I have a solr field called verbatim which contains sentences along with mobile numbers inside. I am using text_general data type for verbatim.
The requirement is the verbatim field should not be searchable on mobile number(format XXX-XXX-XXXX). The following are ways I was thinking.
Before sending to solr, use pattern matching for phone number and replace the number with "" and then index normally. But this means that we are modifying the content. And also as the records are in millions, doing so in java for every record, could land in extra time consumption.
Allow the data to be sent to Solr, and use pattern filters in schema.xml for the field definition(text_general_vision) to identify phone number like below. But I am able to still search with XXX or XXX-XXX-XXXX. Any help to identify the issue is appreciated. Thanks in advance.

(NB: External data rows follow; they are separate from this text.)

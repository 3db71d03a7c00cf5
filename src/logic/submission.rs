// SPDX-License-Identifier: MIT
// SPDX-FileCopyrightText: 2025 Alexander Minges

//! Hand-off of accepted form metadata to the submission target.
//!
//! The upload endpoint is outside this crate; accepted submissions are written
//! as a JSON document next to where the user chose to save them.

use std::fs::File;
use std::io::Write;
use std::path::{Path, PathBuf};

use anyhow::{Context, Result};
use serde::Serialize;
use time::{OffsetDateTime, format_description::well_known::Rfc3339};

use crate::models::hashtags::tokenize;

/// Form metadata captured once the submit gate allows it.
#[derive(Clone, Debug, PartialEq, Eq, Serialize)]
pub struct SubmissionPayload {
    /// Destination file for the JSON document.
    #[serde(skip)]
    pub output: PathBuf,
    /// Photo chosen in the picker.
    pub photo: PathBuf,
    /// Preview scale at submit time, in percent.
    pub scale_percent: u32,
    /// Hashtag field exactly as typed.
    pub hashtags_raw: String,
    /// Lower-cased hashtag tokens in input order.
    pub hashtags: Vec<String>,
    pub comment: String,
    /// RFC 3339 UTC timestamp of the submit request.
    pub submitted_at: String,
}

impl SubmissionPayload {
    pub fn new(
        output: PathBuf,
        photo: PathBuf,
        scale_percent: u32,
        hashtags_raw: &str,
        comment: &str,
    ) -> Result<Self> {
        let submitted_at = OffsetDateTime::now_utc()
            .format(&Rfc3339)
            .context("Failed to format submission timestamp")?;
        Ok(Self {
            output,
            photo,
            scale_percent,
            hashtags_raw: hashtags_raw.to_string(),
            hashtags: tokenize(hashtags_raw),
            comment: comment.to_string(),
            submitted_at,
        })
    }
}

/// Suggest a file name for the submission document.
pub fn suggested_file_name(hashtags_raw: &str) -> String {
    tokenize(hashtags_raw)
        .first()
        .map(|tag| tag.trim_start_matches('#'))
        .filter(|tag| !tag.is_empty() && tag.chars().all(char::is_alphanumeric))
        .map(|tag| format!("upload_{tag}.json"))
        .unwrap_or_else(|| "upload.json".to_string())
}

/// Force a specific extension onto a path when it is missing or different.
pub fn ensure_extension(mut path: PathBuf, extension: &str) -> PathBuf {
    let replace = !matches!(
        path.extension().and_then(|e| e.to_str()),
        Some(ext) if ext.eq_ignore_ascii_case(extension)
    );
    if replace {
        path.set_extension(extension);
    }
    path
}

/// Serialize the payload as pretty JSON to `payload.output`.
pub fn write_submission(payload: &SubmissionPayload) -> Result<PathBuf> {
    write_json(&payload.output, payload)?;
    Ok(payload.output.clone())
}

fn write_json(path: &Path, payload: &SubmissionPayload) -> Result<()> {
    let json =
        serde_json::to_vec_pretty(payload).context("Failed to serialize submission metadata")?;
    let mut file =
        File::create(path).with_context(|| format!("Failed to create {}", path.display()))?;
    file.write_all(&json)
        .with_context(|| format!("Failed to write {}", path.display()))?;
    Ok(())
}

#[cfg(test)]
mod tests {
    use super::*;
    use tempfile::TempDir;

    #[test]
    fn payload_normalizes_tokens_but_keeps_raw_text() {
        let payload = SubmissionPayload::new(
            PathBuf::from("out.json"),
            PathBuf::from("cat.png"),
            100,
            "  #Cat  #DOG ",
            "hi",
        )
        .unwrap();

        assert_eq!(payload.hashtags, vec!["#cat", "#dog"]);
        assert_eq!(payload.hashtags_raw, "  #Cat  #DOG ");
        assert!(OffsetDateTime::parse(&payload.submitted_at, &Rfc3339).is_ok());
    }

    #[test]
    fn writes_json_document() {
        let tmp = TempDir::new().unwrap();
        let output = tmp.path().join("upload.json");
        let payload = SubmissionPayload::new(
            output.clone(),
            PathBuf::from("/photos/sea.jpg"),
            75,
            "#sea",
            "Sunset",
        )
        .unwrap();

        let written = write_submission(&payload).unwrap();

        assert_eq!(written, output);
        let value: serde_json::Value =
            serde_json::from_str(&std::fs::read_to_string(&output).unwrap()).unwrap();
        assert_eq!(value["hashtags"], serde_json::json!(["#sea"]));
        assert_eq!(value["comment"], "Sunset");
        assert_eq!(value["photo"], "/photos/sea.jpg");
        assert_eq!(value["scale_percent"], 75);
        assert!(value.get("output").is_none());
    }

    #[test]
    fn write_into_missing_directory_fails_with_context() {
        let tmp = TempDir::new().unwrap();
        let output = tmp.path().join("nope").join("upload.json");
        let payload =
            SubmissionPayload::new(output, PathBuf::from("a.png"), 100, "", "").unwrap();

        let err = write_submission(&payload).unwrap_err();
        assert!(err.to_string().contains("Failed to create"));
    }

    #[test]
    fn suggested_name_uses_first_tag() {
        assert_eq!(suggested_file_name("#Beach #sun"), "upload_beach.json");
        assert_eq!(suggested_file_name("   "), "upload.json");
        assert_eq!(suggested_file_name("#"), "upload.json");
        assert_eq!(suggested_file_name("#a/b"), "upload.json");
    }

    #[test]
    fn ensure_extension_replaces_or_keeps() {
        assert_eq!(
            ensure_extension(PathBuf::from("a.txt"), "json"),
            PathBuf::from("a.json")
        );
        assert_eq!(
            ensure_extension(PathBuf::from("a.JSON"), "json"),
            PathBuf::from("a.JSON")
        );
        assert_eq!(
            ensure_extension(PathBuf::from("a"), "json"),
            PathBuf::from("a.json")
        );
    }
}
// SPDX-License-Identifier: MIT
// SPDX-FileCopyrightText: 2025 Alexander Minges

//! Diagnostics produced by the form validators and the order they are checked in.

use serde::Serialize;
use thiserror::Error;

use crate::config::ValidationConfig;

/// A single structural rule that a field value broke.
#[derive(Clone, Copy, Debug, Error, PartialEq, Eq, Hash, Serialize)]
#[serde(rename_all = "snake_case")]
pub enum ErrorKind {
    #[error("Each hashtag must start with #.")]
    StartsWithHash,
    #[error("A hashtag is too long.")]
    MaxHashLength,
    #[error("Separate hashtags with spaces.")]
    HashSpace,
    #[error("Too many hashtags.")]
    MaxHashCount,
    #[error("A hashtag cannot consist of # alone.")]
    EmptyHashtag,
    #[error("Hashtags may only contain letters and digits.")]
    NoProhibitedSymbols,
    #[error("The same hashtag cannot be used twice.")]
    NoRepeat,
    #[error("The comment is too long.")]
    MaxCommentLength,
}

impl ErrorKind {
    /// Hashtag rules in priority order; the first one that fails is reported.
    pub const HASHTAG_CHECKS: [ErrorKind; 7] = [
        ErrorKind::StartsWithHash,
        ErrorKind::MaxHashLength,
        ErrorKind::HashSpace,
        ErrorKind::MaxHashCount,
        ErrorKind::EmptyHashtag,
        ErrorKind::NoProhibitedSymbols,
        ErrorKind::NoRepeat,
    ];

    /// User-facing message with the configured limits filled in.
    pub fn message(self, config: &ValidationConfig) -> String {
        match self {
            ErrorKind::MaxHashLength => format!(
                "A hashtag can be at most {} characters long, including #.",
                config.max_hashtag_length
            ),
            ErrorKind::MaxHashCount => format!(
                "No more than {} hashtags are allowed.",
                config.max_hashtag_count
            ),
            ErrorKind::MaxCommentLength => format!(
                "The comment can be at most {} characters long.",
                config.max_comment_length
            ),
            other => other.to_string(),
        }
    }
}

/// Outcome of validating one field value.
#[derive(Clone, Copy, Debug, Default, PartialEq, Eq, Serialize)]
#[serde(tag = "status", content = "error", rename_all = "snake_case")]
pub enum Validity {
    #[default]
    Valid,
    Invalid(ErrorKind),
}

impl Validity {
    pub fn is_valid(self) -> bool {
        matches!(self, Validity::Valid)
    }

    /// The reported diagnostic, if any.
    pub fn error(self) -> Option<ErrorKind> {
        match self {
            Validity::Valid => None,
            Validity::Invalid(kind) => Some(kind),
        }
    }
}

impl From<Option<ErrorKind>> for Validity {
    fn from(error: Option<ErrorKind>) -> Self {
        error.map_or(Validity::Valid, Validity::Invalid)
    }
}
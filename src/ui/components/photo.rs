// SPDX-License-Identifier: MIT
// SPDX-FileCopyrightText: 2025 Alexander Minges

//! Photo picker and preview scale controls for MVU-style updates.

use std::path::{Path, PathBuf};

use eframe::egui;

use crate::models::PhotoRules;

/// Chosen photo plus its preview scale in percent.
#[derive(Clone, Debug, PartialEq, Eq)]
pub struct PhotoModel {
    path: Option<PathBuf>,
    scale_percent: u32,
}

/// Messages emitted by the photo view or the picker command.
#[derive(Clone, Debug, PartialEq, Eq)]
pub enum PhotoMsg {
    RequestPick,
    Picked(PathBuf),
    PickCancelled,
    ScaleSmaller,
    ScaleBigger,
    Clear,
}

/// Side effects the photo component asks the kernel to run.
#[derive(Clone, Debug, PartialEq, Eq)]
pub enum PhotoCommand {
    PickPhoto { accepted_types: Vec<String> },
}

/// User-facing events for status/error surfaces.
#[derive(Clone, Debug, PartialEq, Eq)]
pub struct PhotoEvent {
    pub message: String,
    pub is_error: bool,
}

impl PhotoModel {
    /// No photo selected; the scale starts at its maximum.
    pub fn new(rules: &PhotoRules) -> Self {
        Self {
            path: None,
            scale_percent: rules.scale.max,
        }
    }

    pub fn path(&self) -> Option<&Path> {
        self.path.as_deref()
    }

    pub fn scale_percent(&self) -> u32 {
        self.scale_percent
    }
}

/// Apply a message to the photo model. Returns a user-facing event when relevant.
pub fn update(
    model: &mut PhotoModel,
    msg: PhotoMsg,
    rules: &PhotoRules,
    cmds: &mut Vec<PhotoCommand>,
) -> Option<PhotoEvent> {
    match msg {
        PhotoMsg::RequestPick => {
            cmds.push(PhotoCommand::PickPhoto {
                accepted_types: rules.accepted_types().to_vec(),
            });
            None
        }
        PhotoMsg::Picked(path) => match rules.check(&path) {
            Ok(()) => {
                let message = format!("Photo selected: {}", path.display());
                model.path = Some(path);
                model.scale_percent = rules.scale.max;
                Some(PhotoEvent {
                    message,
                    is_error: false,
                })
            }
            Err(err) => Some(PhotoEvent {
                message: err.to_string(),
                is_error: true,
            }),
        },
        PhotoMsg::PickCancelled => None,
        // Scale controls only act while a photo is open.
        PhotoMsg::ScaleSmaller if model.path.is_some() => {
            model.scale_percent = rules.scale.smaller(model.scale_percent);
            None
        }
        PhotoMsg::ScaleBigger if model.path.is_some() => {
            model.scale_percent = rules.scale.bigger(model.scale_percent);
            None
        }
        PhotoMsg::ScaleSmaller | PhotoMsg::ScaleBigger => None,
        PhotoMsg::Clear => {
            *model = PhotoModel::new(rules);
            None
        }
    }
}

/// Render the picker button, the chosen file name, and the scale stepper.
pub fn view(ui: &mut egui::Ui, model: &PhotoModel, rules: &PhotoRules) -> Vec<PhotoMsg> {
    let mut msgs = Vec::new();

    ui.horizontal(|ui| {
        if ui
            .button(format!("{} Choose photo…", egui_phosphor::regular::IMAGE))
            .clicked()
        {
            msgs.push(PhotoMsg::RequestPick);
        }

        match model.path() {
            Some(path) => {
                let name = path
                    .file_name()
                    .map(|n| n.to_string_lossy().into_owned())
                    .unwrap_or_else(|| path.display().to_string());
                ui.label(name).on_hover_text(path.display().to_string());
            }
            None => {
                ui.label(
                    egui::RichText::new("No photo selected")
                        .italics()
                        .color(egui::Color32::from_gray(110)),
                );
            }
        }
    });

    ui.label(
        egui::RichText::new(format!("Accepted: {}", rules.accepted_types().join(", ")))
            .small()
            .color(egui::Color32::from_gray(110)),
    );

    let open = model.path.is_some();
    ui.horizontal(|ui| {
        ui.label("Scale");
        let smaller = ui.add_enabled(
            open && model.scale_percent > rules.scale.min,
            egui::Button::new(egui_phosphor::regular::MINUS),
        );
        if smaller.clicked() {
            msgs.push(PhotoMsg::ScaleSmaller);
        }
        ui.monospace(format!("{}%", model.scale_percent));
        let bigger = ui.add_enabled(
            open && model.scale_percent < rules.scale.max,
            egui::Button::new(egui_phosphor::regular::PLUS),
        );
        if bigger.clicked() {
            msgs.push(PhotoMsg::ScaleBigger);
        }
    });

    msgs
}

#[cfg(test)]
mod tests {
    use super::*;
    use crate::config::ValidationConfig;

    fn rules() -> PhotoRules {
        PhotoRules::new(&ValidationConfig::default())
    }

    fn picked(model: &mut PhotoModel, name: &str) -> Option<PhotoEvent> {
        let mut cmds = Vec::new();
        let event = update(model, PhotoMsg::Picked(PathBuf::from(name)), &rules(), &mut cmds);
        assert!(cmds.is_empty());
        event
    }

    #[test]
    fn request_pick_emits_command_with_filter() {
        let mut model = PhotoModel::new(&rules());
        let mut cmds = Vec::new();

        let event = update(&mut model, PhotoMsg::RequestPick, &rules(), &mut cmds);

        assert!(event.is_none());
        assert_eq!(
            cmds,
            vec![PhotoCommand::PickPhoto {
                accepted_types: vec!["gif".into(), "jpg".into(), "jpeg".into(), "png".into()],
            }]
        );
    }

    #[test]
    fn accepted_pick_stores_path_and_resets_scale() {
        let mut model = PhotoModel::new(&rules());
        picked(&mut model, "first.png");
        let mut cmds = Vec::new();
        update(&mut model, PhotoMsg::ScaleSmaller, &rules(), &mut cmds);
        assert_eq!(model.scale_percent(), 75);

        let event = picked(&mut model, "second.JPG").unwrap();

        assert!(!event.is_error);
        assert_eq!(model.path(), Some(Path::new("second.JPG")));
        assert_eq!(model.scale_percent(), 100);
    }

    #[test]
    fn rejected_pick_keeps_previous_photo() {
        let mut model = PhotoModel::new(&rules());
        picked(&mut model, "keep.gif");

        let event = picked(&mut model, "readme.md").unwrap();

        assert!(event.is_error);
        assert!(event.message.contains("readme.md"));
        assert_eq!(model.path(), Some(Path::new("keep.gif")));
    }

    #[test]
    fn scale_buttons_clamp_and_need_a_photo() {
        let mut model = PhotoModel::new(&rules());
        let mut cmds = Vec::new();

        update(&mut model, PhotoMsg::ScaleSmaller, &rules(), &mut cmds);
        assert_eq!(model.scale_percent(), 100, "ignored without a photo");

        picked(&mut model, "a.png");
        for _ in 0..5 {
            update(&mut model, PhotoMsg::ScaleSmaller, &rules(), &mut cmds);
        }
        assert_eq!(model.scale_percent(), 25);

        update(&mut model, PhotoMsg::ScaleBigger, &rules(), &mut cmds);
        assert_eq!(model.scale_percent(), 50);
        assert!(cmds.is_empty());
    }

    #[test]
    fn clear_drops_photo_and_scale() {
        let mut model = PhotoModel::new(&rules());
        picked(&mut model, "a.png");
        let mut cmds = Vec::new();
        update(&mut model, PhotoMsg::ScaleSmaller, &rules(), &mut cmds);

        update(&mut model, PhotoMsg::Clear, &rules(), &mut cmds);

        assert_eq!(model, PhotoModel::new(&rules()));
    }
}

<fieldType name="text_general_vision" class="solr.TextField" positionIncrementGap="100"> <analyzer type="index"> <tokenizer class="solr.StandardTokenizerFactory"/> <filter class="solr.StopFilterFactory" ignoreCase="true" words="stopwords.txt" /> <filter class="solr.PatternReplaceFilterFactory" pattern="\\d{3}-\\d{3}-\\d{4}" replacement="" replace="all" /> <filter class="solr.LowerCaseFilterFactory"/> </analyzer> <analyzer type="query"> <tokenizer class="solr.StandardTokenizerFactory"/> <filter class="solr.StopFilterFactory" ignoreCase="true" words="stopwords.txt" /> <filter class="solr.SynonymFilterFactory" synonyms="synonyms.txt" ignoreCase="true" expand="true"/> <filter class="solr.PatternReplaceFilterFactory" pattern="\\d{3}-\\d{3}-\\d{4}" replacement="" replace="all" /> <filter class="solr.LowerCaseFilterFactory"/> </analyzer> </fieldType>